//! Per-combination analysis failures.
//!
//! Each variant is a distinct outcome a batch records and moves past; none of
//! them is retried since the input files are static.

use std::path::PathBuf;
use thiserror::Error;

#[derive(Error, Debug)]
pub enum AnalysisError {
    #[error("no log file for benchmark {benchmark}, dataset {dataset}, scale {scale}")]
    NotFound {
        benchmark: String,
        dataset: String,
        scale: u32,
    },

    #[error("no parseable samples")]
    EmptyData,

    #[error("{samples} samples, at least {required} needed for a trimmed mean")]
    InsufficientData { samples: usize, required: usize },

    #[error("elapsed duration is {duration}s, throughput is undefined")]
    DegenerateDuration { duration: f64 },

    #[error("timestamp at line {line} is earlier than the previous sample")]
    OutOfOrder { line: usize },

    #[error("no request count configured for dataset {dataset}")]
    UnknownDataset { dataset: String },

    #[error("read {}", path.display())]
    Io {
        path: PathBuf,
        #[source]
        source: std::io::Error,
    },
}

impl AnalysisError {
    /// Stable identifier used in report failure records.
    pub fn kind(&self) -> &'static str {
        match self {
            AnalysisError::NotFound { .. } => "not_found",
            AnalysisError::EmptyData => "empty_data",
            AnalysisError::InsufficientData { .. } => "insufficient_data",
            AnalysisError::DegenerateDuration { .. } => "degenerate_duration",
            AnalysisError::OutOfOrder { .. } => "out_of_order",
            AnalysisError::UnknownDataset { .. } => "unknown_dataset",
            AnalysisError::Io { .. } => "io",
        }
    }
}

#[cfg(test)]
mod tests {
    use super::*;

    #[test]
    fn messages_name_the_combination() {
        let e = AnalysisError::NotFound {
            benchmark: "ttl_bench".into(),
            dataset: "IBM".into(),
            scale: 10,
        };
        assert_eq!(e.kind(), "not_found");
        assert_eq!(
            e.to_string(),
            "no log file for benchmark ttl_bench, dataset IBM, scale 10"
        );
    }

    #[test]
    fn io_keeps_source() {
        let e = AnalysisError::Io {
            path: PathBuf::from("/nope/x.log"),
            source: std::io::Error::from(std::io::ErrorKind::NotFound),
        };
        assert_eq!(e.kind(), "io");
        assert_eq!(e.to_string(), "read /nope/x.log");
        assert!(std::error::Error::source(&e).is_some());
    }
}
------------------------------------------------------------------------
Please report how many lines of the listing contain the word "from", and include nothing beyond that number.

2